The Supreme Court of South Carolina recently released a decision reversing a lower appellate decision that determined the defendant nursing home maintained their right to compel arbitration of the plaintiff’s wrongful death claim against them, filed on behalf of the plaintiff’s deceased mother. The state supreme court determined that by litigating several issues both before and after the decedent’s passing, the defendant had given up their right to enforce an arbitration agreement signed by the plaintiff when her mother moved into the nursing home.
The Plaintiff’s Mother’s Health Declined Quickly after Moving into the Nursing Home
The case of Johnson v. Heritage Healthcare was filed based on the plaintiff’s mother’s quickly deteriorating health and eventual death while living in a nursing home operated by the defendant. According to the facts recited in the supreme court opinion, the plaintiff’s mother was in good health when she moved into the home, but her condition dramatically worsened within six months of moving in. The plaintiff alleged that the defendant’s negligence resulted in her mother’s poor health and eventual death, and she filed a wrongful death lawsuit against them after her mother’s passing.

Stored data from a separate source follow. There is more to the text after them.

/**
 * API Route Configuration
 *
 * # Routes
 *
 * ## Public
 * - `POST /auth/register` - create account
 * - `POST /auth/login` - obtain token
 *
 * ## Authenticated (bearer token)
 * - `GET /auth/me` - current user
 * - `POST /workspaces` - create workspace
 * - `GET /workspaces/my` - list my workspaces
 * - `POST /workspaces/{workspaceId}/invite` - invite member (OWNER/ADMIN)
 * - `GET /workspaces/{workspaceId}/dashboard` - stats snapshot (member)
 * - `GET|POST /workspaces/{workspaceId}/projects` - list/create projects
 * - `GET /workspaces/{workspaceId}/activity` - audit log (member)
 * - `PATCH /projects/{projectId}` - update project (OWNER/ADMIN)
 * - `PATCH /projects/{projectId}/delete` - soft delete (OWNER/ADMIN)
 * - `POST|GET /projects/{projectId}/tasks` - create/list tasks
 * - `PATCH /tasks/{taskId}/status` - transition (assignee or admin)
 * - `PATCH /tasks/{taskId}` - update fields (OWNER/ADMIN)
 * - `PATCH /tasks/{taskId}/assignee` - reassign (OWNER/ADMIN)
 * - `PATCH /tasks/{taskId}/delete` / `/restore` - soft delete/restore
 *
 * Workspace-role checks happen inside the handlers; the route layer only
 * enforces authentication.
 */

use axum::routing::{get, patch, post};
use axum::Router;

use crate::activity::workspace_activity;
use crate::auth::{login, me, register};
use crate::middleware::auth::auth_middleware;
use crate::project::{create_project, delete_project, list_projects, update_project};
use crate::server::state::AppState;
use crate::task::{
    create_task, delete_task, list_tasks, reassign_task, restore_task, update_task,
    update_task_status,
};
use crate::workspace::{create_workspace, dashboard, invite_user, my_workspaces};

/// Public routes (no token required)
pub fn public_routes() -> Router<AppState> {
    Router::new()
        .route("/auth/register", post(register))
        .route("/auth/login", post(login))
}

/// Routes behind the authentication middleware
pub fn protected_routes() -> Router<AppState> {
    Router::new()
        .route("/auth/me", get(me))
        .route("/workspaces", post(create_workspace))
        .route("/workspaces/my", get(my_workspaces))
        .route("/workspaces/{workspace_id}/invite", post(invite_user))
        .route("/workspaces/{workspace_id}/dashboard", get(dashboard))
        .route(
            "/workspaces/{workspace_id}/projects",
            get(list_projects).post(create_project),
        )
        .route("/workspaces/{workspace_id}/activity", get(workspace_activity))
        .route("/projects/{project_id}", patch(update_project))
        .route("/projects/{project_id}/delete", patch(delete_project))
        .route(
            "/projects/{project_id}/tasks",
            post(create_task).get(list_tasks),
        )
        .route("/tasks/{task_id}/status", patch(update_task_status))
        .route("/tasks/{task_id}", patch(update_task))
        .route("/tasks/{task_id}/assignee", patch(reassign_task))
        .route("/tasks/{task_id}/delete", patch(delete_task))
        .route("/tasks/{task_id}/restore", patch(restore_task))
        .route_layer(axum::middleware::from_fn(auth_middleware))
}
/**
 * Current User Handler
 *
 * GET /auth/me - returns the acting user's profile. The token only proves
 * identity; the user row may have been deleted since it was issued, in
 * which case this handler returns 404.
 */

use axum::extract::State;
use axum::response::Json;
use sqlx::PgPool;

use crate::auth::handlers::types::UserResponse;
use crate::auth::users::get_user_by_id;
use crate::error::AppError;
use crate::middleware::auth::AuthUser;

/// Current user handler
pub async fn me(
    State(pool): State<PgPool>,
    AuthUser(user): AuthUser,
) -> Result<Json<UserResponse>, AppError> {
    let user = get_user_by_id(&pool, user.user_id)
        .await?
        .ok_or_else(|| AppError::not_found("User not found"))?;

    Ok(Json(UserResponse {
        id: user.id,
        name: user.name,
        email: user.email,
    }))
}
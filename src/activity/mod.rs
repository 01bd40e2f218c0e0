//! Activity log
//!
//! Append-only audit trail. Every successful mutating operation writes
//! exactly one entry, inside the same transaction as its primary mutation.

pub mod db;
pub mod handlers;

pub use db::{actions, entities, NewActivity};
pub use handlers::workspace_activity;
/**
 * Error Conversions
 *
 * Conversions from library errors into `AppError`, plus the axum
 * `IntoResponse` impl that renders errors as JSON.
 */

use axum::http::StatusCode;
use axum::response::{IntoResponse, Response};
use axum::Json;
use serde_json::json;

use super::types::AppError;

impl IntoResponse for AppError {
    fn into_response(self) -> Response {
        let status = self.status_code();
        let body = Json(json!({ "message": self.message() }));
        (status, body).into_response()
    }
}

impl From<sqlx::Error> for AppError {
    fn from(err: sqlx::Error) -> Self {
        if let sqlx::Error::Database(ref db_err) = err {
            // Unique-constraint races (e.g. concurrent duplicate invites)
            // surface as conflicts rather than server errors.
            if db_err.is_unique_violation() {
                tracing::warn!("Unique constraint violation: {:?}", db_err);
                return AppError::conflict("Resource already exists");
            }
        }
        tracing::error!("Database error: {:?}", err);
        AppError::Internal
    }
}

impl From<bcrypt::BcryptError> for AppError {
    fn from(err: bcrypt::BcryptError) -> Self {
        tracing::error!("Password hashing error: {:?}", err);
        AppError::Internal
    }
}

impl From<jsonwebtoken::errors::Error> for AppError {
    fn from(err: jsonwebtoken::errors::Error) -> Self {
        tracing::error!("Token error: {:?}", err);
        AppError::Internal
    }
}

#[cfg(test)]
mod tests {
    use super::*;

    #[test]
    fn test_into_response_status() {
        let response = AppError::not_found("Task not found").into_response();
        assert_eq!(response.status(), StatusCode::NOT_FOUND);
    }

    #[test]
    fn test_sqlx_row_not_found_is_internal() {
        // RowNotFound means a handler used fetch_one where it should have
        // used fetch_optional; treat it as a server bug, not a 404.
        let err: AppError = sqlx::Error::RowNotFound.into();
        assert!(matches!(err, AppError::Internal));
    }
}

Prior to the Wrongful Death Lawsuit, the Plaintiff Sought Her Mother’s Medical Records from the Defendant
After her mother’s condition worsened but before her death, the plaintiff filed an action against the defendant, seeking her mother’s medical records to determine why her health had deteriorated so quickly while under the defendant’s care. Although the plaintiff had signed an agreement to pursue claims through arbitration rather than in a state court proceeding, the defendant responded to the plaintiff’s claims in state court. The defendant vehemently resisted the plaintiff’s attempt to access her mother’s medical records, refusing to turn them over after the court ordered that they do so. Until her mother died, the plaintiff was unable to access her medical records in spite of the court’s order compelling the defendant to release them.